本文参考了 Apache IoTDB 社区成员田原和王中的设计文档,由于飞书链接限制,本文没有贴出参考链接。
背景
Apache IoTDB 查询引擎目前采用 MPP 架构,一条查询 SQL 大致会经历下图几个阶段:
FragmentInstance 是分布式计划被拆分后实际分发到各个节点进行执行的实例。这些被拆分出的 FragmentInstance 逻辑上仍然构成一个树形结构,父亲结点需要子结点的输出作为输入(即下游 FragmentInstance 需要接收上游 FragmentInstance 的输出作为输入)来完成相应的逻辑。
由于 FragmentInstance 可能被分发到不同节点,数据传输需要进行网络通信并且具有依赖关系,需要对 FragmentInstance 之间的数据传输进行管理,因此引入了数据异步传输模块。该模块可以看成是火山模型中 ExchangeOperator 的一种实现方式,使用了生产者消费者模型。
重要概念
- ISinkHandle:通常每一个 FragmentInstance 持有一个 ISinkHandle,用于向上游 FragmentInstance 异步传输计算结果。
- ExchangeOperator:FragmentInstance 间数据传输逻辑和 FragmentInstance 的执行逻辑是解耦的,FragmentInstance 的算子树结点可能存在 ExchangeOperator,ExchangeOperator 持有 ISourceHandle,可以从上游获取输入。
- ISourceHandle:与 ISinkHandle 一一对应,接收 ISinkHandle 的计算结果,传给 ExchangeOperator。
- MPPDataExchangeManager:当前节点数据传输模块的管理中心,持有线程资源,是 ISinkHandle 和 ISourceHandle 交互的中间站。
具体实现
MPPDataExchangeManager
MppDataExchangeManager 是当前节点数据传输模块的管理中心,有下述职责:
- 负责创建 ISinkHandle 和 ISourceHandle。FragmentInstance 需要通过 MPPDataExchangeManager 创建 ISinkHandle 和 ISourceHandle,MPPDataExchangeManager 维护了两个 Map。
// FragmentInstance 可能有多个 ExchangeOperator,进而有多个 ISourceHandle
// 因此这里的 Map 是一个两层 Map,即 FragmentInstance -> PlanNodeID -> ISourceHandle
private final Map<TFragmentInstanceId, Map<String, ISourceHandle>> sourceHandles;
// FragmentInstance -> SinkHandle
private final Map<TFragmentInstanceId, ISinkHandle> sinkHandles;
- 定义了 SinkHandleListener 和 SourceHandleListener。ISinkHandle 和 ISourceHandle 定义了 abort(), close() 等方法, SinkHandleListener 和 SourceHandleListener 会在这些方法里被使用,用于通知相应 FragmentInstance 以及更新前述两个 Map。

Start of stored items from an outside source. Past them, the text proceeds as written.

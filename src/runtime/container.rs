//! The Action → Mutation → State pipeline of one screen instance.

use std::collections::VecDeque;
use std::sync::{Arc, Weak};

use parking_lot::{Mutex, ReentrantMutex};

use crate::config::RuntimeConfig;
use crate::mvi::{Reactor, Reducer};
use crate::stream::{
    BehaviorSubject, Event, Observable, PublishSubject, SerialQueue, Sink, StreamError,
    Subscription,
};

use super::error::ReactorError;
use super::lifecycle::{Lifecycle, Phase};

/// Unit of work for the reduction stage.
enum Step<M> {
    Reduce(M),
    /// The merged mutation stream ended, with an error or by completing.
    Finish(Option<StreamError>),
}

/// State container running a [`Reactor`].
///
/// ```text
/// dispatch ──→ actions ──→ transform_action ──→ flat_map(mutate) ─┐
///                                                                 ↓
///  observe_state ←── states ←── reduce (serial) ←── transform_mutation
/// ```
///
/// The container is owned by its screen and holds no reference back to
/// it. Dropping the container tears it down.
///
/// Mutations from concurrently running `mutate` streams are reduced one at
/// a time in the order they arrive, which is not necessarily the order the
/// actions were dispatched in.
///
/// Every entry into the pipeline (dispatch, activation, a value produced by
/// a background `mutate` stream or a transform) runs under one re-entrant
/// turn lock. A thread delivering a value therefore finishes reducing and
/// publishing it before another thread's `dispatch` starts, and that
/// dispatch returns only after its synchronous mutations are reduced.
/// Re-entrant dispatch from a state observer is queued behind the state
/// being delivered. An observer must not block on another thread that
/// dispatches into the same container.
pub struct Container<R: Reactor> {
    shared: Arc<Shared<R>>,
}

struct Shared<R: Reactor> {
    reactor: Arc<R>,
    name: &'static str,
    config: RuntimeConfig,
    lifecycle: Lifecycle,
    /// Held by the thread currently driving the pipeline.
    turn: ReentrantMutex<()>,
    current: Mutex<R::State>,
    states: BehaviorSubject<R::State>,
    actions: PublishSubject<R::Action>,
    /// Actions dispatched before activation, replayed in order.
    pending: Mutex<VecDeque<R::Action>>,
    reductions: SerialQueue<Step<R::Mutation>>,
    /// Root of every internal subscription (transforms, mutate streams).
    pipeline: Subscription,
    termination: Mutex<Option<String>>,
}

impl<R: Reactor> Container<R> {
    pub fn new(reactor: R) -> Self {
        Self::with_config(reactor, RuntimeConfig::default())
    }

    pub fn with_config(reactor: R, config: RuntimeConfig) -> Self {
        let name = std::any::type_name::<R>();
        let initial = reactor.initial_state();
        tracing::debug!(reactor = name, "container created");
        Self {
            shared: Arc::new(Shared {
                reactor: Arc::new(reactor),
                name,
                config,
                lifecycle: Lifecycle::new(name),
                turn: ReentrantMutex::new(()),
                current: Mutex::new(initial.clone()),
                states: BehaviorSubject::new(initial),
                actions: PublishSubject::new(),
                pending: Mutex::new(VecDeque::new()),
                reductions: SerialQueue::new(),
                pipeline: Subscription::new(),
                termination: Mutex::new(None),
            }),
        }
    }

    pub fn reactor(&self) -> &R {
        &self.shared.reactor
    }

    /// Latest reduced state.
    ///
    /// Reflects every mutation reduced so far; after a dispatch whose
    /// mutations are produced synchronously it already holds the result.
    pub fn current_state(&self) -> R::State {
        self.shared.current_state()
    }

    pub fn phase(&self) -> Phase {
        self.shared.lifecycle.phase()
    }

    pub fn is_active(&self) -> bool {
        self.phase() == Phase::Active
    }

    /// Feed one action into the pipeline. Never blocks on `mutate`.
    ///
    /// Before the first state subscriber the action is buffered (see
    /// [`RuntimeConfig::max_pending_actions`]).
    pub fn dispatch(&self, action: R::Action) -> Result<(), ReactorError> {
        self.shared.dispatch(action)
    }

    /// Stream of states.
    ///
    /// Each subscriber first receives the latest state, then every state
    /// produced afterwards in reduction order. The first subscription
    /// activates the container: transforms are subscribed and buffered
    /// actions replayed after the initial state was delivered.
    pub fn observe_state(&self) -> Result<Observable<R::State>, ReactorError> {
        self.shared.ensure_usable()?;
        let shared = Arc::downgrade(&self.shared);
        Ok(Observable::create(move |sink| {
            let Some(shared) = shared.upgrade() else {
                sink.complete();
                return;
            };
            let _turn = shared.turn.lock();
            shared.states.observable().subscribe_sink(sink);
            shared.activate();
        }))
    }

    /// Cancel all internal subscriptions and complete the state stream.
    ///
    /// Mutations still in flight are discarded; later calls to `dispatch`
    /// and `observe_state` fail with [`ReactorError::Destroyed`].
    pub fn destroy(&self) {
        self.shared.destroy();
    }
}

impl<R: Reactor> Drop for Container<R> {
    fn drop(&mut self) {
        self.shared.destroy();
    }
}

impl<R: Reactor> Shared<R> {
    fn current_state(&self) -> R::State {
        self.current.lock().clone()
    }

    fn ensure_usable(&self) -> Result<(), ReactorError> {
        match self.lifecycle.phase() {
            Phase::Destroyed => Err(ReactorError::Destroyed {
                reactor: self.name,
            }),
            Phase::Terminated => Err(ReactorError::Terminated {
                reactor: self.name,
                reason: self
                    .termination
                    .lock()
                    .clone()
                    .unwrap_or_else(|| "unknown".to_string()),
            }),
            Phase::Idle | Phase::Activating | Phase::Active => Ok(()),
        }
    }

    fn dispatch(&self, action: R::Action) -> Result<(), ReactorError> {
        let _turn = self.turn.lock();
        {
            let mut pending = self.pending.lock();
            match self.lifecycle.phase() {
                Phase::Idle => {
                    if pending.len() >= self.config.max_pending_actions {
                        pending.pop_front();
                        tracing::warn!(
                            reactor = self.name,
                            limit = self.config.max_pending_actions,
                            "pending action buffer full; dropped oldest action"
                        );
                    }
                    pending.push_back(action);
                    return Ok(());
                }
                Phase::Activating => {
                    pending.push_back(action);
                    return Ok(());
                }
                Phase::Active => {}
                Phase::Terminated | Phase::Destroyed => {
                    drop(pending);
                    return self.ensure_usable();
                }
            }
        }
        if self.config.trace_mutations {
            tracing::trace!(reactor = self.name, "action dispatched");
        }
        self.actions.on_next(action);
        Ok(())
    }

    fn activate(self: &Arc<Self>) {
        if !self.lifecycle.transition(Phase::Idle, Phase::Activating) {
            return;
        }

        let subscription = self.build_pipeline().subscribe({
            let shared = Arc::downgrade(self);
            move |event| {
                let Some(shared) = shared.upgrade() else {
                    return;
                };
                let step = match event {
                    Event::Next(mutation) => Step::Reduce(mutation),
                    Event::Error(err) => Step::Finish(Some(err)),
                    Event::Completed => Step::Finish(None),
                };
                let _turn = shared.turn.lock();
                shared.enqueue(step);
            }
        });
        self.pipeline.attach(&subscription);

        // Dispatches arriving while flushing are appended to `pending`, so
        // replay keeps dispatch order until the switch to Active.
        let mut replayed = 0usize;
        loop {
            if self.lifecycle.phase().is_final() {
                break;
            }
            let next = {
                let mut pending = self.pending.lock();
                match pending.pop_front() {
                    Some(action) => action,
                    None => {
                        self.lifecycle.transition(Phase::Activating, Phase::Active);
                        break;
                    }
                }
            };
            replayed += 1;
            self.actions.on_next(next);
        }
        tracing::debug!(reactor = self.name, replayed, "container activated");
    }

    fn build_pipeline(self: &Arc<Self>) -> Observable<R::Mutation> {
        let reactor = Arc::clone(&self.reactor);
        let shared: Weak<Self> = Arc::downgrade(self);
        let name = self.name;

        let actions = Self::gated(
            &shared,
            reactor.transform_action(self.actions.observable()),
        );
        let mutate_reactor = Arc::clone(&reactor);
        let mutations = actions.flat_map(move |action| {
            let Some(snapshot) = shared.upgrade().map(|shared| shared.current_state()) else {
                return Observable::empty();
            };
            let mutations = mutate_reactor
                .mutate(&snapshot, action)
                .catch_error(move |err| {
                    tracing::warn!(reactor = name, error = %err, "mutate failed; action contributes no mutations");
                    Observable::empty()
                });
            Self::gated(&shared, mutations)
        });
        reactor.transform_mutation(mutations)
    }

    /// Deliver every event of `source` while holding the turn lock.
    ///
    /// Taken before the value reaches any merge queue of the pipeline, so a
    /// background producer and a dispatching thread never interleave.
    fn gated<T: Send + 'static>(shared: &Weak<Self>, source: Observable<T>) -> Observable<T> {
        let shared = shared.clone();
        Observable::create(move |sink: Sink<T>| {
            let shared = shared.clone();
            let downstream = sink.clone();
            source.subscribe_for(&sink, move |event| {
                let Some(shared) = shared.upgrade() else {
                    return;
                };
                let _turn = shared.turn.lock();
                downstream.send(event);
            });
        })
    }

    fn enqueue(&self, step: Step<R::Mutation>) {
        self.reductions.push(step, |step| self.apply(step));
    }

    fn apply(&self, step: Step<R::Mutation>) {
        match step {
            Step::Reduce(mutation) => {
                if self.lifecycle.phase().is_final() {
                    return;
                }
                let next = {
                    let mut current = self.current.lock();
                    let next = <R as Reducer>::reduce(current.clone(), mutation);
                    *current = next.clone();
                    next
                };
                if self.config.trace_mutations {
                    tracing::trace!(reactor = self.name, "mutation reduced");
                }
                self.states.on_next(next);
            }
            Step::Finish(err) => {
                let reason = match &err {
                    Some(err) => err.to_string(),
                    None => "mutation stream completed".to_string(),
                };
                {
                    // Held across the phase change so a failing dispatch
                    // always finds the reason.
                    let mut termination = self.termination.lock();
                    if self.lifecycle.finish(Phase::Terminated).is_final() {
                        return;
                    }
                    *termination = Some(reason.clone());
                }
                self.pipeline.cancel();
                match err {
                    Some(err) => {
                        tracing::error!(reactor = self.name, error = %reason, "mutation stream failed; state stream terminated");
                        self.states.on_error(err);
                    }
                    None => {
                        tracing::debug!(reactor = self.name, "mutation stream completed; state stream terminated");
                        self.states.on_completed();
                    }
                }
            }
        }
    }

    fn destroy(&self) {
        let _turn = self.turn.lock();
        if self.lifecycle.finish(Phase::Destroyed).is_final() {
            return;
        }
        self.pipeline.cancel();
        self.pending.lock().clear();
        self.actions.on_completed();
        self.states.on_completed();
        tracing::debug!(reactor = self.name, "container destroyed");
    }
}
use crate::mvi::Intent;

use super::model::{Toast, ToastId};

/// Presentation requests and gestures on a visible toast.
#[derive(Debug, Clone)]
pub enum ToastAction {
    Show(Toast),
    Tap(ToastId),
    LongPress(ToastId),
    PanBegan(ToastId),
    /// `delta` is the vertical translation since the pan began.
    PanChanged { id: ToastId, delta: f64 },
    PanEnded(ToastId),
    PanCancelled(ToastId),
    Close(ToastId),
}

impl Intent for ToastAction {}
//! Hot multicast sources.
//!
//! Every operation on a subject (value, terminal event, new subscriber) is
//! funnelled through one [`SerialQueue`], so each subscriber sees events in
//! a single global order and a subscriber of a [`BehaviorSubject`] always
//! receives its replayed value before anything newer.

use std::collections::BTreeMap;
use std::sync::Arc;

use parking_lot::Mutex;

use super::error::StreamError;
use super::event::Event;
use super::observable::{Observable, Sink};
use super::serial::SerialQueue;

enum Op<T> {
    Next(T),
    Terminate(Event<T>),
    Attach(Sink<T>),
}

struct CoreState<T> {
    observers: BTreeMap<u64, Sink<T>>,
    next_id: u64,
    latest: Option<T>,
    terminal: Option<Event<T>>,
}

struct SubjectCore<T> {
    replay_latest: bool,
    state: Mutex<CoreState<T>>,
    queue: SerialQueue<Op<T>>,
}

impl<T: Clone + Send + 'static> SubjectCore<T> {
    fn new(replay_latest: bool, latest: Option<T>) -> Arc<Self> {
        Arc::new(Self {
            replay_latest,
            state: Mutex::new(CoreState {
                observers: BTreeMap::new(),
                next_id: 0,
                latest,
                terminal: None,
            }),
            queue: SerialQueue::new(),
        })
    }

    fn push(self: &Arc<Self>, op: Op<T>) {
        self.queue.push(op, |op| self.deliver(op));
    }

    fn deliver(self: &Arc<Self>, op: Op<T>) {
        match op {
            Op::Next(value) => {
                let sinks: Vec<Sink<T>> = {
                    let mut state = self.state.lock();
                    if state.terminal.is_some() {
                        return;
                    }
                    if self.replay_latest {
                        state.latest = Some(value.clone());
                    }
                    state.observers.values().cloned().collect()
                };
                for sink in sinks {
                    sink.next(value.clone());
                }
            }
            Op::Terminate(event) => {
                let sinks: Vec<Sink<T>> = {
                    let mut state = self.state.lock();
                    if state.terminal.is_some() {
                        return;
                    }
                    state.terminal = Some(event.clone());
                    std::mem::take(&mut state.observers).into_values().collect()
                };
                for sink in sinks {
                    sink.send(event.clone());
                }
            }
            Op::Attach(sink) => {
                let (id, replay) = {
                    let mut state = self.state.lock();
                    if let Some(terminal) = state.terminal.clone() {
                        drop(state);
                        sink.send(terminal);
                        return;
                    }
                    let id = state.next_id;
                    state.next_id += 1;
                    state.observers.insert(id, sink.clone());
                    (id, state.latest.clone())
                };

                let core = Arc::downgrade(self);
                sink.subscription().add(move || {
                    if let Some(core) = core.upgrade() {
                        let removed = core.state.lock().observers.remove(&id);
                        drop(removed);
                    }
                });

                if let Some(value) = replay {
                    sink.next(value);
                }
            }
        }
    }

    fn observable(self: &Arc<Self>) -> Observable<T> {
        let core = Arc::clone(self);
        Observable::create(move |sink| core.push(Op::Attach(sink)))
    }

    fn observer_count(&self) -> usize {
        self.state.lock().observers.len()
    }

    fn is_terminated(&self) -> bool {
        self.state.lock().terminal.is_some()
    }
}

/// Multicasts values to current subscribers without replay.
///
/// Subscribers joining after a terminal event receive that event at once.
pub struct PublishSubject<T> {
    core: Arc<SubjectCore<T>>,
}

impl<T> Clone for PublishSubject<T> {
    fn clone(&self) -> Self {
        Self {
            core: Arc::clone(&self.core),
        }
    }
}

impl<T: Clone + Send + 'static> Default for PublishSubject<T> {
    fn default() -> Self {
        Self::new()
    }
}

impl<T: Clone + Send + 'static> PublishSubject<T> {
    pub fn new() -> Self {
        Self {
            core: SubjectCore::new(false, None),
        }
    }

    pub fn on_next(&self, value: T) {
        self.core.push(Op::Next(value));
    }

    pub fn on_error(&self, err: StreamError) {
        self.core.push(Op::Terminate(Event::Error(err)));
    }

    pub fn on_completed(&self) {
        self.core.push(Op::Terminate(Event::Completed));
    }

    pub fn observable(&self) -> Observable<T> {
        self.core.observable()
    }

    pub fn observer_count(&self) -> usize {
        self.core.observer_count()
    }

    pub fn is_terminated(&self) -> bool {
        self.core.is_terminated()
    }
}

/// Holds a current value and replays it to every new subscriber.
pub struct BehaviorSubject<T> {
    core: Arc<SubjectCore<T>>,
}

impl<T> Clone for BehaviorSubject<T> {
    fn clone(&self) -> Self {
        Self {
            core: Arc::clone(&self.core),
        }
    }
}

impl<T: Clone + Send + 'static> BehaviorSubject<T> {
    pub fn new(initial: T) -> Self {
        Self {
            core: SubjectCore::new(true, Some(initial)),
        }
    }

    /// Latest value delivered to subscribers.
    pub fn value(&self) -> Option<T> {
        self.core.state.lock().latest.clone()
    }

    pub fn on_next(&self, value: T) {
        self.core.push(Op::Next(value));
    }

    pub fn on_error(&self, err: StreamError) {
        self.core.push(Op::Terminate(Event::Error(err)));
    }

    pub fn on_completed(&self) {
        self.core.push(Op::Terminate(Event::Completed));
    }

    pub fn observable(&self) -> Observable<T> {
        self.core.observable()
    }

    pub fn observer_count(&self) -> usize {
        self.core.observer_count()
    }

    pub fn is_terminated(&self) -> bool {
        self.core.is_terminated()
    }
}
//! Model-View-Intent (MVI) reactor primitives.
//!
//! This module provides the traits a screen implements to plug into the
//! unidirectional data flow run by [`Container`](crate::runtime::Container).
//!
//! # Architecture
//!
//! ```text
//! Action ──→ mutate ──→ Mutation ──→ reduce ──→ State ──→ View
//!    ↑          ↑            ↑                             │
//!    │   transform_action  transform_mutation              │
//!    └─────────────────────────────────────────────────────┘
//! ```
//!
//! - **State**: Immutable-per-version snapshot of a screen
//! - **Intent**: User actions or system events
//! - **Reducer**: Pure function applying mutations to state
//! - **Reactor**: Reducer plus the async `mutate` stage and transforms

mod intent;
mod reactor;
mod reducer;
mod state;

pub use intent::Intent;
pub use reactor::Reactor;
pub use reducer::Reducer;
pub use state::UiState;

- 实现了 MPPDataExchangeService.Iface。不同节点间通过 Thrift RPC 通信,MPPDataExchangeService.Iface 定义了 SinkHandle 和 SourceHandle 的交互接口,接口具体逻辑将在下文分析。
SinkHandle 和 SourceHandle
SinkHandle 和 SourceHandle 是 ISinkHandle 和 ISourceHandle 的一组实现类,用于不同节点间 FragmentInstance 的数据通信。
SinkHandle 和 SourceHandle 的数据通信主要分为三步:
- 每产生一个 TsBlock,SinkHandle 向 SourceHandle 发送一个 NewDataBlockEvent,包含该 TsBlock 的sequenceId 以及所占内存大小(如果再无新的数据产生,则发送一个EndOfDataBlockEvent)。在接收到 SourceHandle 对该 TsBlock 的 ack 之前,保存该 TsBlock。
- SourceHandle 收到 NewDataBlockEvent后,在内存中选取一段连续区间的 sequenceId,向 SinkHandle 发起拉取数据的请求。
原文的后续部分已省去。